Review Film :Tokyo Ghoul (2017)


Siapa yang masih suka baca manga (komik) Jepang? Kalau kalian suka baca komik Jepang, so welcome to the club! Aku bisa dibilang masih menggandrungi manga Jepang, walaupun ga gandrung-gandrung amat ya. Secara drama Korea dan serial Netflix jaman now mudah diakses jadi mengurangi waktu membaca manga. Bagi penyuka manga Jepang pasti ga asing dengan judul "Tokyo Ghoul". Manga terkenal yang kemudian dibuat serial anime-nya ini akhirnya diangkat ke live action. Sebagai salah satu pembaca manga-nya, tentu aja aku ga mau melewatkan seri live action-nya. Aku emang ga interest nonton anime-nya (maklum kutu buku, gimana-gimana lebih suka versi asli) tapi aku ga keberatan menjajal film-nya.


Sebelum mengomentari versi film Tokyo Ghoul, ada baiknya kenalan dulu dengan latar belakang dan dunia yang diceritakan dalam seri Tokyo Ghoul. Buat pembaca setia-nya (kaya saya, ehem) pasti uda ga asing dengan "darah" dan "daging manusia" yang menghiasi lembaran demi lembaran manga-nya. Yup, Tokyo Ghoul bercerita tentang keberadaan makhluk —disebut Ghoul, yang tingkatannya lebih tinggi dari manusia dalam rantai makanan. Kenapa lebih tinggi? Karena makanan mereka adalah manusia. 

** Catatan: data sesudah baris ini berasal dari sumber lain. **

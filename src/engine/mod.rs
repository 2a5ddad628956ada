//! Multi-symbol matching engine: owns every order book, assigns order
//! ids, and fans out order and trade events to subscribers.

mod events;
mod metrics;

pub use events::{OrderBookListener, OrderEvent, OrderEventKind, TradeEvent, TradeListener};
pub use metrics::MetricsSnapshot;

use crate::config::MatchingConfig;
use crate::errors::EngineError;
use crate::order::{Order, OrderId};
use crate::orderbook::{MatchOutcome, OrderBook, OrderBookError, OrderBookSnapshot};
use crate::utils::current_time_millis;
use dashmap::DashMap;
use dashmap::mapref::entry::Entry;
use metrics::EngineMetrics;
use std::collections::HashMap;
use std::sync::atomic::{AtomicBool, AtomicU64, Ordering};
use std::sync::{Arc, RwLock};
use std::time::Instant;
use tracing::{error, info, trace};

/// The matching engine.
///
/// Books are created lazily per symbol; the symbol map is only touched for
/// lookup and insert, never held across a book operation. Every order id,
/// engine-assigned (one process-wide monotonic counter) or supplied by the
/// caller, is reserved in the id→symbol index before it reaches a book, so
/// a live id maps to at most one book.
pub struct MatchingEngine {
    /// Order books keyed by symbol.
    books: DashMap<String, Arc<OrderBook>>,

    /// Secondary index: resting order id -> owning symbol.
    order_index: DashMap<OrderId, String>,

    /// Source of engine-assigned order ids.
    next_order_id: AtomicU64,

    /// Per-symbol order event subscribers.
    order_listeners: RwLock<HashMap<String, Vec<OrderBookListener>>>,

    /// Per-symbol trade event subscribers.
    trade_listeners: RwLock<HashMap<String, Vec<TradeListener>>>,

    metrics: EngineMetrics,
    config: MatchingConfig,
    running: AtomicBool,
}

impl MatchingEngine {
    /// Creates an engine with default configuration, ready to accept
    /// orders.
    pub fn new() -> Self {
        Self::with_config(MatchingConfig::default())
    }

    /// Creates an engine with explicit matching configuration.
    pub fn with_config(config: MatchingConfig) -> Self {
        Self {
            books: DashMap::new(),
            order_index: DashMap::new(),
            next_order_id: AtomicU64::new(0),
            order_listeners: RwLock::new(HashMap::new()),
            trade_listeners: RwLock::new(HashMap::new()),
            metrics: EngineMetrics::default(),
            config,
            running: AtomicBool::new(true),
        }
    }

    /// Resumes order intake. Idempotent.
    pub fn start(&self) {
        if !self.running.swap(true, Ordering::AcqRel) {
            info!("matching engine started");
        }
    }

    /// Stops order intake. In-flight book state is preserved; resting
    /// orders stay cancellable after a restart.
    pub fn stop(&self) {
        if self.running.swap(false, Ordering::AcqRel) {
            info!("matching engine stopped");
        }
    }

    /// Whether the engine currently accepts orders.
    pub fn is_running(&self) -> bool {
        self.running.load(Ordering::Acquire)
    }

    /// The configuration this engine runs with.
    pub fn config(&self) -> &MatchingConfig {
        &self.config
    }

    /// Returns the book for `symbol`, creating it on first use.
    pub fn get_or_create_book(&self, symbol: &str) -> Arc<OrderBook> {
        if let Some(book) = self.books.get(symbol) {
            return book.value().clone();
        }
        self.books
            .entry(symbol.to_string())
            .or_insert_with(|| {
                info!("created order book for {}", symbol);
                Arc::new(OrderBook::from_config(symbol, &self.config))
            })
            .value()
            .clone()
    }

    /// Returns the book for `symbol` if it exists.
    pub fn book(&self, symbol: &str) -> Option<Arc<OrderBook>> {
        self.books.get(symbol).map(|entry| entry.value().clone())
    }

    /// Symbols with live books.
    pub fn symbols(&self) -> Vec<String> {
        self.books.iter().map(|entry| entry.key().clone()).collect()
    }

    /// Processes an order end to end.
    ///
    /// Assigns an id when the order carries none, routes it to its
    /// symbol's book, then publishes, after the mutation committed and
    /// outside every lock, one `created` event, one trade event per
    /// execution in ascending sequence order, and a `filled` event for
    /// each order the match completed.
    ///
    /// # Errors
    /// [`EngineError::EngineStopped`] when stopped; an externally-assigned
    /// id that is still live in any book is rejected with
    /// [`OrderBookError::DuplicateOrder`]; other book rejections pass
    /// through as [`EngineError::Book`] and never mutate any state.
    pub fn process_order(&self, mut order: Order) -> Result<MatchOutcome, EngineError> {
        if !self.is_running() {
            return Err(EngineError::EngineStopped);
        }
        let started = Instant::now();

        let symbol = order.symbol.clone();
        if order.id.is_unassigned() {
            // Allocate from the monotonic counter, skipping any id an
            // externally-assigned order already occupies.
            loop {
                let candidate = OrderId(self.next_order_id.fetch_add(1, Ordering::AcqRel) + 1);
                if let Entry::Vacant(vacant) = self.order_index.entry(candidate) {
                    vacant.insert(symbol.clone());
                    order.id = candidate;
                    break;
                }
            }
        } else {
            // An externally-assigned id must map to at most one book.
            // Reserving it before routing closes the window where the
            // same id could land in two books concurrently.
            match self.order_index.entry(order.id) {
                Entry::Occupied(_) => {
                    return Err(EngineError::Book(OrderBookError::DuplicateOrder(order.id)));
                }
                Entry::Vacant(vacant) => {
                    vacant.insert(symbol.clone());
                }
            }
        }
        let order_id = order.id;
        let book = self.get_or_create_book(&symbol);
        let outcome = match book.process(order) {
            Ok(outcome) => outcome,
            Err(error) => {
                self.order_index.remove(&order_id);
                return Err(error.into());
            }
        };

        // The reservation becomes the live index entry for resting
        // orders and is dropped for everything terminal.
        if !outcome.rested() {
            self.order_index.remove(&order_id);
        }
        for completed in &outcome.completed {
            self.order_index.remove(&completed.id);
        }

        let now = current_time_millis();
        self.publish_order_event(&symbol, OrderEventKind::Created, outcome.taker.clone(), now);
        for trade in &outcome.trades {
            self.publish_trade_event(
                &symbol,
                TradeEvent {
                    trade: trade.clone(),
                    timestamp: now,
                },
            );
        }
        for completed in &outcome.completed {
            self.publish_order_event(&symbol, OrderEventKind::Filled, completed.clone(), now);
        }
        if outcome.taker.remaining_quantity() == 0 && !outcome.trades.is_empty() {
            self.publish_order_event(&symbol, OrderEventKind::Filled, outcome.taker.clone(), now);
        }

        self.metrics.record_order(
            started.elapsed().as_nanos() as u64,
            outcome.trades.len() as u64,
        );
        trace!(
            "order {} on {} produced {} trades",
            outcome.taker.id,
            symbol,
            outcome.trades.len()
        );
        Ok(outcome)
    }

    /// Cancels a resting order, wherever it rests.
    ///
    /// Routing goes through the id→symbol index, so lookup cost does not
    /// grow with the number of books. Publishes a `canceled` event on
    /// success.
    pub fn cancel_order(&self, order_id: OrderId) -> Result<Order, EngineError> {
        let symbol = self
            .order_index
            .get(&order_id)
            .map(|entry| entry.value().clone())
            .ok_or(EngineError::OrderNotFound(order_id))?;
        let book = self
            .book(&symbol)
            .ok_or_else(|| EngineError::SymbolNotFound(symbol.clone()))?;

        let now = current_time_millis();
        let order = book.cancel(order_id, now)?;
        self.order_index.remove(&order_id);
        self.publish_order_event(&symbol, OrderEventKind::Canceled, order.clone(), now);
        Ok(order)
    }

    /// Captures a depth snapshot of one symbol's book.
    ///
    /// `depth` of `None` uses the configured default.
    pub fn get_order_book(
        &self,
        symbol: &str,
        depth: Option<usize>,
    ) -> Result<OrderBookSnapshot, EngineError> {
        let book = self
            .book(symbol)
            .ok_or_else(|| EngineError::SymbolNotFound(symbol.to_string()))?;
        Ok(book.snapshot(depth.unwrap_or(self.config.snapshot_depth)))
    }

    /// Subscribes to order lifecycle events for one symbol.
    pub fn subscribe_order_book(&self, symbol: &str, listener: OrderBookListener) {
        write_lock(&self.order_listeners)
            .entry(symbol.to_string())
            .or_default()
            .push(listener);
    }

    /// Subscribes to trade events for one symbol.
    pub fn subscribe_trades(&self, symbol: &str, listener: TradeListener) {
        write_lock(&self.trade_listeners)
            .entry(symbol.to_string())
            .or_default()
            .push(listener);
    }

    /// Current engine metrics.
    pub fn metrics(&self) -> MetricsSnapshot {
        self.metrics.snapshot(self.order_index.len() as u64)
    }

    fn publish_order_event(&self, symbol: &str, kind: OrderEventKind, order: Order, now: u64) {
        // Copy the listener list out under the read lock, invoke outside it.
        let listeners = read_lock(&self.order_listeners)
            .get(symbol)
            .cloned()
            .unwrap_or_default();
        if listeners.is_empty() {
            return;
        }
        let event = OrderEvent {
            kind,
            order,
            timestamp: now,
        };
        for listener in listeners {
            // A misbehaving subscriber must not starve the others.
            if std::panic::catch_unwind(std::panic::AssertUnwindSafe(|| listener(&event)))
                .is_err()
            {
                error!("order event subscriber for {} panicked", symbol);
            }
        }
    }

    fn publish_trade_event(&self, symbol: &str, event: TradeEvent) {
        let listeners = read_lock(&self.trade_listeners)
            .get(symbol)
            .cloned()
            .unwrap_or_default();
        for listener in listeners {
            if std::panic::catch_unwind(std::panic::AssertUnwindSafe(|| listener(&event)))
                .is_err()
            {
                error!("trade event subscriber for {} panicked", symbol);
            }
        }
    }
}

impl Default for MatchingEngine {
    fn default() -> Self {
        Self::new()
    }
}

fn read_lock<T>(lock: &RwLock<T>) -> std::sync::RwLockReadGuard<'_, T> {
    lock.read().unwrap_or_else(|poisoned| poisoned.into_inner())
}

fn write_lock<T>(lock: &RwLock<T>) -> std::sync::RwLockWriteGuard<'_, T> {
    lock.write().unwrap_or_else(|poisoned| poisoned.into_inner())
}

Ghoul bisa dibilang monster yang berwujud manusia —mereka berbaur dengan manusia, berwujud persis seperti manusia normal, tapi di saat lapar mereka memburu manusia sebagai mangsa. Bagaimana caranya? Setiap Ghoul punya "senjata" atau organ khusus dalam diri mereka yang menjadi ciri khas mereka. Senjata ini disebut Kagune. Kagune berwarna merah darah, mereka bisa mengeras dan melunak terserah sama Ghoul yang mengendalikannya. Saat berburu mangsa mereka, Ghoul menggunakan Kagune mereka untuk melumpuhkan mangsa. Yah, sebut aja alat pencacah daging. Mereka memutilasi mangsa dengan Kagune mereka (yaiks, yeah I know what you think about that).

Oh you have no idea...

Keberadaan mereka dan kelebihan mereka (baca: Kagune) diketahui dengan baik oleh manusia, karena itu sebagai wujud perlindungan diri dari para Ghoul, manusia memiliki CCG (Commission of Counter Ghoul)— komisi khusus dalam kepolisian yang tugasnya memburu Ghoul. Dan, lakon utama kita dalam serial ini adalah seorang remaja lemah bernama Ken Kaneki yang hidupnya berubah 180 derajat setelah secara tidak sengaja ia selamat dari terkaman seorang Ghoul wanita bernama Rize Kamishiro


Kaneki, yang selamat dari serangan Rize (perut samping Kaneki tertusuk kagune Rize —Rinkaku) setelah ditolong oleh seorang dokter (dengan memberinya donor organ dari tak lain dan tak bukan, Rize sendiri!!) mendadak merasakan perubahan aneh dalam selera makan-nya. Dia ga lagi doyan makanan manusia, bawaanya muntah terus tiap makan makanan manusia normal. Malahan dia mendadak jadi bernafsu setiap ngeliat manusia. Tak lama dia menyadari perubahan mengerikan lain dalam dirinya, yaitu salah satu matanya berubah hitam kelam dengan pupil mata merah darah setiap kali ia merasa sangat kelaparan. Persis seperti mata Ghoul! Sadarlah Kaneki bahwa donor organ dari Rize yang dilakukan untuk menyelamatkan nyawanya ternyata malah merubahnya menjadi makhluk setengah manusia dan setengah Ghoul. Ironis. Tidak berdaya, Kaneki mau tidak mau harus menerima kenyataan dan mulai belajar beradaptasi dengan kehidupan baru-nya sebagai makhluk hybrid.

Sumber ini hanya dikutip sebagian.